EL5051 - Self, Science and Society in Eighteenth Century Literature

[Offered in odd-numbered years]

Credit points: 06
Year: 2007
Student Contribution Band: Band 1
Administered by: Discipline of English

This course focuses on English non-fiction, fiction, poetry and drama in the period from 1660 to 1785, with an emphasis on the eighteenth century. It examines how social and political change and the rise of science impacted on culture and the individual. Key themes of the course are: Party Politics, Whig and Tory; New Worlds--Microscopic and Cosmological; Debating Women; The Country and the City; A Day in Eighteenth-Century London; The Plurality of Worlds; Slavery and the Slave Trade in Britain; Plagues, Epidemics and Medicine. The central themes of the subject have been addressed by some of the greatest thinkers and writers in the English canon, in a variety of modes including, romance, satire, epic, novel, diary, philosophical and scientific writing, and travel and journal writing.

Learning Outcomes

Graduate Qualities

Inadmissible
Subject
Combinations:
EL2045 and EL3045 and EL3051

Availabilities

Townsville, Internal, Study Period 1
Census Date 30-Mar-2007
Coord/Lect: Assoc. Professor Stephen Torre.
Contact hours:
  • 26 hours lectures
  • 26 hours tutorials
    Assessment:end of semester exam (40%); tutorial attendance and participation (20%); essays (40%).

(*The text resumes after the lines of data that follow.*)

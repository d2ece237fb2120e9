//! Hub authentication
//!
//! Every hub call authenticates from scratch: sign a client assertion, then
//! redeem it for a bearer token. Nothing is cached between calls.

pub mod assertion;
pub mod token;

pub use assertion::{AssertionBuilder, AssertionClaims, SignedAssertion, SystemClock, UuidJtiGenerator};
pub use token::{BearerToken, TokenExchangeClient};
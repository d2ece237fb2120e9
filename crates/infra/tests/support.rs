use std::sync::{Arc, Mutex};

use reportlink_core::SubmissionObserver;
use reportlink_domain::{
    ClientCredentialConfig, HubConfig, HubError, SigningAlgorithm, StatusResult, SubmissionResult,
};
use reportlink_infra::ReportStreamProvider;
use wiremock::matchers::{method, path};
use wiremock::{Mock, MockServer, ResponseTemplate};

pub const EC_PRIVATE_PEM: &str = include_str!("fixtures/ec_private.pem");
pub const EC_SEC1_PRIVATE_PEM: &str = include_str!("fixtures/ec_sec1_private.pem");
pub const EC_PUBLIC_PEM: &str = include_str!("fixtures/ec_public.pem");
pub const RSA_PRIVATE_PEM: &str = include_str!("fixtures/rsa_private.pem");

pub const CLIENT_ID: &str = "flowlab";
pub const KID: &str = "flowlab.default";
pub const SCOPE: &str = "flowlab.*.report";
pub const ACCESS_TOKEN: &str = "issued-token";

/// ES384 credentials for the `flowlab` test client.
pub fn credentials() -> ClientCredentialConfig {
    ClientCredentialConfig::new(CLIENT_ID, KID, SCOPE, EC_PRIVATE_PEM, SigningAlgorithm::Es384)
}

/// Staging config whose requests go to `server`.
pub fn config_for(server: &MockServer) -> HubConfig {
    HubConfig::new(credentials(), false).with_base_url(server.uri())
}

pub fn provider_for(server: &MockServer) -> ReportStreamProvider {
    ReportStreamProvider::new(config_for(server)).expect("provider should build")
}

/// Answer every token request with [`ACCESS_TOKEN`].
pub async fn mount_token(server: &MockServer) {
    Mock::given(method("POST"))
        .and(path("/api/token"))
        .respond_with(ResponseTemplate::new(200).set_body_json(serde_json::json!({
            "access_token": ACCESS_TOKEN,
            "token_type": "bearer",
            "expires_in": 300
        })))
        .mount(server)
        .await;
}

/// Milestones seen by a [`RecordingObserver`].
#[derive(Debug, Clone, PartialEq, Eq)]
pub enum Milestone {
    AssertionSigned { kid: String, audience: String },
    TokenObtained,
    SubmissionClassified { successful: bool, failed: bool },
    StatusClassified { submission_id: String, failed: bool },
}

#[derive(Default)]
pub struct RecordingObserver {
    events: Mutex<Vec<Milestone>>,
}

impl RecordingObserver {
    pub fn shared() -> Arc<Self> {
        Arc::new(Self::default())
    }

    pub fn events(&self) -> Vec<Milestone> {
        self.events.lock().expect("observer mutex poisoned").clone()
    }

    fn push(&self, milestone: Milestone) {
        self.events.lock().expect("observer mutex poisoned").push(milestone);
    }
}

impl SubmissionObserver for RecordingObserver {
    fn assertion_signed(&self, kid: &str, audience: &str) {
        self.push(Milestone::AssertionSigned { kid: kid.into(), audience: audience.into() });
    }

    fn token_obtained(&self, _audience: &str) {
        self.push(Milestone::TokenObtained);
    }

    fn submission_classified(&self, result: &SubmissionResult, error: Option<&HubError>) {
        self.push(Milestone::SubmissionClassified {
            successful: result.successful,
            failed: error.is_some(),
        });
    }

    fn status_classified(
        &self,
        submission_id: &str,
        _result: &StatusResult,
        error: Option<&HubError>,
    ) {
        self.push(Milestone::StatusClassified {
            submission_id: submission_id.into(),
            failed: error.is_some(),
        });
    }
}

    Cairns, Internal, Study Period 1
    Census Date 30-Mar-2007
    Coord/Lect: Assoc. Professor Stephen Torre.
    Contact hours:
    • 26 hours lectures
    • 26 hours tutorials
      Assessment:end of semester exam (40%); tutorial attendance and participation (20%); essays (40%).

      Note: Minor variations might occur due to the continuous Subject quality improvement process, and in case of minor variation(s) in assessment details, the Subject Outline represents the latest official information.